The proteins (15 μg) used for immunoblotting were mixed with 5 μL of NuPAGE™ LDS Sample Buffer (4x; Thermo Fisher Scientific), 2 μL of dithiothreitol (10x; Sigma-Aldrich, MO, USA), and distilled water, added to a final volume of 20 μL. The protein mixture was heated up to 75 °C for 10 min to denature the proteins. The protein mixture then underwent electrophoresis in a 10% SDS-PAGE gel for 40 min, in Invitrogen™ NuPAGE™ MOPS SDS Running Buffer (20x; Invitrogen). Proteins were separated by SDS-PAGE using the Trans-Blot Turbo Transfer System (Bio-Rad, Hercules, CA, USA). The PVDF membranes were blocked with 5% skim milk for 2 h at RT. The membranes were then washed three times with 0.1% tween-20 diluted in tris-buffered saline (0.1% T-TBS) for 5 min, three times, at RT. The transferred PVDF was then incubated with the primary antibody, either eukaryotic translation initiation factor 2 alpha subunit (EIF2α; Cell signaling technology, MA, USA), phosphorylated EIF2α activating transcription factor 4 (ATF4, Cell signaling technology), NEDD4L (Cell signaling), Yes-associated protein/transcription activator with PDZ binding motif (YAP/TAZ; Cell signaling), phosphorylated YAP/TAZ (Cell signaling), Large neutral amino acids transporter small subunit 1(LAT1; Cell signaling), or phosphorylated LAT1(Cell signaling). All the antibodies were diluted to 1:1000 with 0.1% sodium azide (Sigma-Aldrich) and incubated with the membranes at 4 °C overnight. The PVDF membranes were then washed with T-TBS for 10 min, three times, and then incubated with a goat anti-rabbit IgG antibody labeled with peroxidase (Vector Laboratory, Inc., CA, USA), diluted 1:5000, for 10 min at RT. The PVDF membranes were then analyzed using an LAS-3000 (FUJI PHOTO FILM CO., LTD, Tokyo, Japan).

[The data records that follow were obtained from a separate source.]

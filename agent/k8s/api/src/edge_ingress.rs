use kube::CustomResource;
use schemars::JsonSchema;
use serde::{Deserialize, Serialize};

/// A platform-managed public route whose traffic arrives through the
/// agent's tunnel.
#[derive(Clone, Debug, Default, PartialEq, CustomResource, Deserialize, Serialize, JsonSchema)]
#[kube(
    group = "hub.traefik.io",
    version = "v1alpha1",
    kind = "EdgeIngress",
    status = "EdgeIngressStatus",
    namespaced
)]
#[serde(rename_all = "camelCase")]
pub struct EdgeIngressSpec {
    pub service: EdgeIngressService,

    #[serde(default, skip_serializing_if = "Option::is_none")]
    pub acp: Option<EdgeIngressAcp>,

    #[serde(default, skip_serializing_if = "Vec::is_empty")]
    pub custom_domains: Vec<String>,
}

#[derive(Clone, Debug, Default, PartialEq, Deserialize, Serialize, JsonSchema)]
#[serde(rename_all = "camelCase")]
pub struct EdgeIngressService {
    pub name: String,
    pub port: u16,
}

#[derive(Clone, Debug, Default, PartialEq, Deserialize, Serialize, JsonSchema)]
#[serde(rename_all = "camelCase")]
pub struct EdgeIngressAcp {
    pub name: String,
}

#[derive(Clone, Debug, Default, PartialEq, Deserialize, Serialize, JsonSchema)]
#[serde(rename_all = "camelCase")]
pub struct EdgeIngressStatus {
    #[serde(default, skip_serializing_if = "Option::is_none")]
    pub version: Option<String>,

    #[serde(default, skip_serializing_if = "Option::is_none")]
    pub synced_at: Option<String>,

    #[serde(default, skip_serializing_if = "Option::is_none")]
    pub spec_hash: Option<String>,

    /// Platform-issued domain for this route.
    #[serde(default, skip_serializing_if = "Option::is_none")]
    pub domain: Option<String>,

    #[serde(default, skip_serializing_if = "Vec::is_empty")]
    pub urls: Vec<String>,

    #[serde(default, skip_serializing_if = "Option::is_none")]
    pub connection: Option<EdgeIngressConnection>,
}

#[derive(Clone, Debug, PartialEq, Deserialize, Serialize, JsonSchema)]
pub enum EdgeIngressConnection {
    #[serde(rename = "UP")]
    Up,
    #[serde(rename = "DOWN")]
    Down,
}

2.12 RNA isolation and cDNA synthesis

Midbrain tissue was homogenized using a tissue grinder and 300 μL of TRIzol® reagent (Invitrogen). Tissue lysates were added to 60 μL of chloroform (DAEJUNG CHEMICALS & METALS Co., Ltd, Gyeonggi-do, Korea) and vortexed for 3 secs, to mix. The lysates were then centrifuged at 12,000 × g for 15 min at 4 °C. Supernatants were transferred to new 1.7 mL tubes, incubated in 0.5 mL of isopropanol (Sigma-Aldrich), and centrifuged at 12,000 × g for 15 min at 4 °C. The resulting RNA pellet was washed with 70% cold ethanol and centrifuged at 12,000 × g for 10 min at 4 °C. The RNA pellet was then dissolved in 30–50 μL of diethyl pyrocarbonate-treated water, according to the size of the pellet. The RNA was then incubated for 10 min at 65 °C. cDNA was synthesized from 1 µg of total RNA using the iScript™ cDNA Synthesis Kit (Bio-RAD).

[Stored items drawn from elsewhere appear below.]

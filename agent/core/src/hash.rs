//! Stable spec digests.
//!
//! Both the platform watchers and the admission webhook hash resource specs
//! to detect no-op reconciles: when the status hash matches the freshly
//! computed one, the resource is already synced and neither side touches it.

use base64::engine::general_purpose::URL_SAFE_NO_PAD;
use base64::Engine;
use serde::Serialize;
use sha2::{Digest, Sha256};

/// Computes the URL-safe base64 digest of a spec.
///
/// The spec is round-tripped through `serde_json::Value` so object keys
/// serialize in sorted order; manifest field order cannot change the hash.
pub fn spec_hash<T: Serialize>(spec: &T) -> Result<String, serde_json::Error> {
    let canonical = serde_json::to_value(spec)?;
    let bytes = serde_json::to_vec(&canonical)?;
    let digest = Sha256::digest(&bytes);
    Ok(URL_SAFE_NO_PAD.encode(digest))
}

#[cfg(test)]
mod tests {
    use super::*;
    use serde::Serialize;
    use serde_json::json;

    #[derive(Serialize)]
    struct Spec {
        service: String,
        port: u16,
    }

    #[test]
    fn deterministic() {
        let a = spec_hash(&Spec {
            service: "whoami".to_string(),
            port: 80,
        })
        .unwrap();
        let b = spec_hash(&Spec {
            service: "whoami".to_string(),
            port: 80,
        })
        .unwrap();
        assert_eq!(a, b);
    }

    #[test]
    fn field_order_does_not_matter() {
        let a = spec_hash(&json!({"port": 80, "service": "whoami"})).unwrap();
        let b = spec_hash(&json!({"service": "whoami", "port": 80})).unwrap();
        assert_eq!(a, b);
    }

    #[test]
    fn sensitive_to_values() {
        let a = spec_hash(&json!({"port": 80})).unwrap();
        let b = spec_hash(&json!({"port": 81})).unwrap();
        assert_ne!(a, b);
    }

    #[test]
    fn url_safe_alphabet() {
        let h = spec_hash(&json!({"key": "value"})).unwrap();
        assert!(h
            .chars()
            .all(|c| c.is_ascii_alphanumeric() || c == '-' || c == '_'));
    }
}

2.13 Poly-chain reaction (PCR) assay

The mRNA was isolated from the midbrain of each group using a manual protocol. cDNA was synthesized using the iScript™ cDNA Synthesis Kit (Bio-RAD). Then, 1 µg of cDNA was used for gene expression level analysis. CFX386 touch (Bio-RAD) was used to conduct qRT-PCR. The reaction efficiency and number of cycles were determined using innate software.

2.14 Statistics

The Kruskal–Wallis and Mann–Whitney U post-hoc tests were used to compare the results across groups. SPSS version 22 (IBM Corporation, NY, USA) was used to determine statistically significant differences between groups. The results are expressed as mean ± standard deviation (SD). Differences were considered significant at *p < 0.05 versus Control; **p < 0.01 versus Control; ***p < 0.001 versus control; #p < 0.05 versus MPTP-saline and MPP+-saline; ##p < 0.01 versus MPTP-saline and MPP+-saline; ###p < 0.001 versus MPTP-saline and MPP+-saline.